Our work is motivated by the observation that rare, broadly neutralizing antibodies (NAbs), 4E10 and 2F5, associate with HIV-1 lipids as part of a required first step in neutralization before binding to membrane-proximal antigens. Subsequently, induction of these types of NAbs may be limited by immunologic tolerance due to autoreactivity with host cell membranes. Despite the significance of this lipid reactivity there is little experimental evidence detailing NAb-membrane interactions. Simple and efficient screening assays are needed to select antibodies that have similar lipid reactivity as known NAbs. To this end we have developed a surface plasmon resonance (SPR) spectroscopy based assay that monitors antibody binding to thiol self-assembled monolayers (SAMs) that replicate salient lipid surface chemistries and NAb binding to lipid surfaces.
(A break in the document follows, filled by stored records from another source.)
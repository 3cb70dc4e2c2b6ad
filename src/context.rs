//! Per-channel processing state

use core::fmt;

use crate::aggregate::AggregateSnapshot;
use crate::error::{Error, Result, RunError};
use crate::graph::Graph;
use crate::pool::Pool;

/// Which context a query or ingest targets.
#[derive(Clone, Copy, Debug, PartialEq, Eq, Hash)]
pub enum Channel {
    /// The mixdown of every input channel.
    Mono,
    /// One input channel, zero-based.
    Index(usize),
}

impl From<usize> for Channel {
    fn from(i: usize) -> Self {
        Channel::Index(i)
    }
}

impl fmt::Display for Channel {
    fn fmt(&self, f: &mut fmt::Formatter<'_>) -> fmt::Result {
        match self {
            Channel::Mono => f.write_str("mono"),
            Channel::Index(i) => write!(f, "channel{}", i),
        }
    }
}

/// One channel's sample buffer, graph, pool and latest aggregate.
///
/// Contexts never share state: a node in one context cannot see another
/// context's buffer or pool.
pub struct ChannelContext {
    channel: Channel,
    buffer: Vec<f32>,
    graph: Graph,
    pool: Pool,
    aggregate: Option<AggregateSnapshot>,
}

impl ChannelContext {
    /// Wrap a built graph. The buffer is sized to the graph's frame size and
    /// starts silent.
    pub fn new(channel: Channel, graph: Graph) -> Self {
        let frame_size = graph.context().frame_size;
        Self {
            channel,
            buffer: vec![0.0; frame_size],
            graph,
            pool: Pool::new(),
            aggregate: None,
        }
    }

    pub fn channel(&self) -> Channel {
        self.channel
    }

    /// The block the next [`execute`](Self::execute) will analyse.
    pub fn buffer(&self) -> &[f32] {
        &self.buffer
    }

    pub(crate) fn buffer_mut(&mut self) -> &mut [f32] {
        &mut self.buffer
    }

    /// Copy `block` into the buffer. Fails unless it is exactly one frame long.
    pub fn load(&mut self, block: &[f32]) -> Result<()> {
        if block.len() != self.buffer.len() {
            return Err(Error::BlockLength {
                expected: self.buffer.len(),
                got: block.len(),
            });
        }
        self.buffer.copy_from_slice(block);
        Ok(())
    }

    /// Reset the graph and run it over the current buffer.
    pub fn execute(&mut self) -> std::result::Result<(), RunError> {
        self.graph.reset();
        self.graph.run(&self.buffer, &mut self.pool)
    }

    pub fn pool(&self) -> &Pool {
        &self.pool
    }

    pub fn clear_pool(&mut self) {
        self.pool.clear();
    }

    pub fn graph(&self) -> &Graph {
        &self.graph
    }

    /// The snapshot taken by the most recent aggregation, if any.
    pub fn aggregate(&self) -> Option<&AggregateSnapshot> {
        self.aggregate.as_ref()
    }

    /// Recompute the aggregate from the pool as it stands now.
    pub fn refresh_aggregate(&mut self) -> &AggregateSnapshot {
        self.aggregate.insert(AggregateSnapshot::from_pool(&self.pool))
    }
}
Specifically, we probed the relative importance of charge and hydrophobicity on antibody-surface interactions. We found that NAb binding to hydrophobic thiol surfaces was significantly greater than that of control monoclonal antibodies (mAbs). Furthermore, we confirmed the importance of charge-mediated antibody surface interactions, originally suggested by results from mAb interactions with conventional lipid vesicle/bilayer surfaces. Our approach, using self-assembled thiol monolayers that replicate the binding behavior of NAbs on lipid surfaces, thus provides an efficient and useful tool to screen interactions of mAbs and lipid-reactive NAbs.